Alcuni astronomi, usando ALMA e NOEMA, hanno rilevato per la prima volta con certezza una molecola radioattiva nello spazio interstellare. La parte radioattiva della molecola è un isotopo di alluminio. Le osservazioni rivelano che l’isotopo è stato disperso nello spazio dopo la collisione tra due stelle, che ha lasciato dietro di sé un resto stellare noto come CK Vulpeculae. È la prima volta che si osserva direttamente questo elemento da una sorgente conosciuta. Le precedenti identificazioni di questo isotopo provenivano dalla rilevazione di raggi gamma, ma la loro origine precisa era sconosciuta.
L’equipe, guidata da Tomasz Kamiński (Harvard-Smithsonian Center for Astrophysics, Cambridge, USA), ha sfruttato ALMA (Atacama Large Millimeter/submillimeter Array) e NOEMA (NOrthern Extended Millimeter Array) per rivelare una sorgente di isotopi radioattivi di alluminio-26. La sorgente, nota come CK Vulpeculae, era stata identificata per la prima volta nel 1670 e all’epoca appariva agli osservatori come una “nuova stella” luminosa e rossa. Sebbene inizialmente visibile a occhio nudo, si era rapidamente affievolita e ora servono potenti telescopi per vedere i resti di questa fusione, una debole stella centrale circondata da un alone di materiale incandescente che se ne fugge via.
348 anni dopo l’evento iniziale, i resti di questa esplosiva fusione stellare hanno portato a trovare l’impronta chiara e convincente di una versione radioattiva dell’alluminio, nota come alluminio-26. Questa è la prima molecola radioattiva instabile rilevata con certezza al di fuori del Sistema Solare.
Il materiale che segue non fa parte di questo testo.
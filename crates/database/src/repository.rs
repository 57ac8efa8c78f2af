use crate::error::DbError;
use crate::store::DocumentStore;
use core_types::Document;
use std::marker::PhantomData;
use std::sync::Arc;

/// The `Collection` provides a typed, entity-level interface to one named
/// collection. It maps records to and from stored documents and leaves every
/// driver error untouched.
pub struct Collection<T> {
    store: Arc<dyn DocumentStore>,
    name: String,
    _entity: PhantomData<fn() -> T>,
}

impl<T: Document> Collection<T> {
    pub fn new(store: Arc<dyn DocumentStore>, name: impl Into<String>) -> Self {
        Self {
            store,
            name: name.into(),
            _entity: PhantomData,
        }
    }

    pub fn name(&self) -> &str {
        &self.name
    }

    /// Fetches every record in the collection. No filter, no paging, no order.
    pub async fn list(&self) -> Result<Vec<T>, DbError> {
        let documents = self.store.find_all(&self.name).await?;
        let records = documents
            .into_iter()
            .map(|doc| T::from_parts(doc.id.into(), doc.body))
            .collect::<Result<Vec<_>, _>>()?;
        Ok(records)
    }

    /// Inserts the record and writes the assigned id back into it.
    pub async fn insert(&self, record: &mut T) -> Result<(), DbError> {
        let body = record.to_body()?;
        let requested = record.id().map(|id| id.as_uuid());
        let assigned = self.store.insert(&self.name, requested, &body).await?;
        record.set_id(assigned.into());
        tracing::debug!(collection = %self.name, id = %assigned, "Document inserted.");
        Ok(())
    }

    /// Replaces the stored document carrying the record's id with the record.
    /// A record without an id, or with an id nobody has, matches nothing.
    pub async fn update(&self, record: &T) -> Result<u64, DbError> {
        let Some(id) = record.id() else {
            return Ok(0);
        };
        let body = record.to_body()?;
        self.store.replace(&self.name, id.as_uuid(), &body).await
    }

    /// Deletes the stored document carrying the record's id.
    pub async fn delete(&self, record: &T) -> Result<u64, DbError> {
        let Some(id) = record.id() else {
            return Ok(0);
        };
        self.store.remove(&self.name, id.as_uuid()).await
    }

    /// Removes everything from the collection.
    pub async fn drop_all(&self) -> Result<u64, DbError> {
        self.store.drop_collection(&self.name).await
    }

    /// Empties the collection and, with `seed`, inserts one zero-valued
    /// record. Returns how many documents were removed.
    pub async fn reset(&self, seed: bool) -> Result<u64, DbError>
    where
        T: Default,
    {
        let removed = self.drop_all().await?;
        if seed {
            let mut blank = T::default();
            self.insert(&mut blank).await?;
        }
        Ok(removed)
    }
}
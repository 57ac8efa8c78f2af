use thiserror::Error;

#[derive(Error, Debug)]
pub enum CoreError {
    #[error("Document is not a JSON object: {0}")]
    NotAnObject(String),

    #[error("Invalid document: {0}")]
    InvalidDocument(#[from] serde_json::Error),
}
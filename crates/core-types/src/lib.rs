pub mod document;
pub mod error;
pub mod structs;

// Re-export the core types to provide a clean public API.
pub use document::{Document, DocumentId};
pub use error::CoreError;
pub use structs::{Cliente, Customer};
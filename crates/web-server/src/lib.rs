use axum::{
    extract::DefaultBodyLimit,
    http::StatusCode,
    middleware::from_fn_with_state,
    response::{IntoResponse, Response},
    routing::get,
    Json, Router,
};
use configuration::{CollectionSettings, Settings};
use core_types::{Cliente, Customer, Document};
use database::Connector;
use std::any::Any;
use std::sync::Arc;
use tower_http::{catch_panic::CatchPanicLayer, trace::TraceLayer};

pub mod envelope;
pub mod error;
pub mod extract;
pub mod handlers;
pub mod middleware;

use envelope::Envelope;
use handlers::Resource;

/// Request bodies larger than this are refused before binding.
const BODY_LIMIT_BYTES: usize = 1024 * 1024;

/// The four CRUD routes for one entity, mounted at `/{T::RESOURCE}`.
pub fn resource_routes<T: Document>(collection: &str) -> Router {
    Router::new()
        .route(
            &format!("/{}", T::RESOURCE),
            get(handlers::list::<T>)
                .post(handlers::create::<T>)
                .put(handlers::update::<T>)
                .delete(handlers::remove::<T>),
        )
        .with_state(Resource::<T>::new(collection))
}

/// Builds the application router. Entity routes run behind the session
/// middleware; `/health` does not touch the database.
pub fn build_router(connector: Arc<dyn Connector>, collections: &CollectionSettings) -> Router {
    let entities = Router::new()
        .merge(resource_routes::<Customer>(&collections.customer))
        .merge(resource_routes::<Cliente>(&collections.cliente))
        .route_layer(from_fn_with_state(connector, middleware::attach_session));

    Router::new()
        .route("/health", get(|| async { "OK" }))
        .merge(entities)
        .layer(DefaultBodyLimit::max(BODY_LIMIT_BYTES))
        .layer(CatchPanicLayer::custom(handle_panic))
        // This middleware will automatically log information about every incoming request.
        .layer(TraceLayer::new_for_http())
}

/// The main function to configure and run the web server.
pub async fn run_server(settings: &Settings, connector: Arc<dyn Connector>) -> anyhow::Result<()> {
    let app = build_router(connector, &settings.collections);

    let listener = tokio::net::TcpListener::bind(settings.server.addr).await?;
    tracing::info!("Web server listening on http://{}", listener.local_addr()?);

    axum::serve(listener, app)
        .with_graceful_shutdown(shutdown_signal())
        .await?;

    tracing::info!("Web server stopped.");
    Ok(())
}

async fn shutdown_signal() {
    if let Err(err) = tokio::signal::ctrl_c().await {
        tracing::error!(error = %err, "Failed to listen for the shutdown signal.");
        std::future::pending::<()>().await;
    }
    tracing::info!("Shutdown signal received.");
}

fn handle_panic(err: Box<dyn Any + Send + 'static>) -> Response {
    let detail = if let Some(s) = err.downcast_ref::<String>() {
        s.clone()
    } else if let Some(s) = err.downcast_ref::<&str>() {
        s.to_string()
    } else {
        "unknown panic payload".to_string()
    };
    tracing::error!(panic = %detail, "Handler panicked.");

    (
        StatusCode::INTERNAL_SERVER_ERROR,
        Json(Envelope::failure("internal server error")),
    )
        .into_response()
}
Gli isotopi instabili hanno un eccesso di energia nucleare e prima o poi decadono in una forma stabile.
“La prima osservazione di questo isotopo in un oggetto stellare è importante anche nel più ampio contesto dell’evoluzione chimica galattica”, osserva Kamiński. “Questa è la prima volta che un produttore attivo del radionuclide alluminio-26 è stato identificato direttamente.”
Kamiński e il suo team hanno rilevato l’esclusiva impronta spettrale di molecole costituite da alluminio-26 e fluoro (26AlF) nei detriti che circondano CK Vulpeculae, che si trova a circa 2.000 anni luce dalla Terra. Mentre queste molecole ruotano e ruzzolano nello spazio, emettono un’impronta distintiva nella luce di lunghezza d’onda millimetrica, un processo noto come transizione rotazionale. Gli astronomi considerano questo lo standard di riferimento per i rilevamenti di molecole.
L’osservazione di questo particolare isotopo fornisce nuove informazioni sul processo di fusione che ha creato CK Vulpeculae. Dimostra anche che gli strati interni, profondi e densi, di una stella, dove sono forgiati gli elementi pesanti e gli isotopi radioattivi, possono essere rimescolati e lanciati nello spazio da collisioni stellari.
“Stiamo osservando le interiora di una stella squarciata tre secoli fa da una collisione”, ha osservato Kamiński.
Gli astronomi hanno anche stabilito che le due stelle che si sono fuse erano di massa relativamente bassa. Almeno una era una stella gigante rossa con una massa da 0,8 a 2,5 volte quella del nostro Sole.
Essendo radioattivo, l’alluminio-26 decadrà per diventare un elemento più stabile: durante questo processo uno dei protoni nel nucleo decade in un neutrone e il nucleo eccitato emette un fotone con un’energia molto alta, che osserviamo come un raggio gamma.
In precedenza, rilevazioni di raggi gamma hanno dimostrato che nella Via Lattea sono presenti circa due masse solari di alluminio-26, ma il processo che ha creato gli atomi radioattivi era sconosciuto. Inoltre, a causa del modo in cui vengono rilevati i raggi gamma, anche la loro origine precisa era in gran parte sconosciuta. Con queste nuove misure, gli astronomi hanno definitivamente scoperto per la prima volta un radioisotopo instabile in una molecola esterna al nostro Sistema Solare.
Nello stesso momento, tuttavia, l’equipe ha concluso che è improbabile che la produzione di alluminio-26 da parte di oggetti simili a CK Vulpeculae sia la principale fonte di alluminio-26 nella Via Lattea. La massa di alluminio-26 in CK Vulpeculae è circa un quarto della massa di Plutone, e dato che questi eventi sono così rari, è altamente improbabile che siano gli unici produttori dell’isotopo nella Via Lattea. Questo lascia la porta aperta per ulteriori studi su queste molecole radioattive.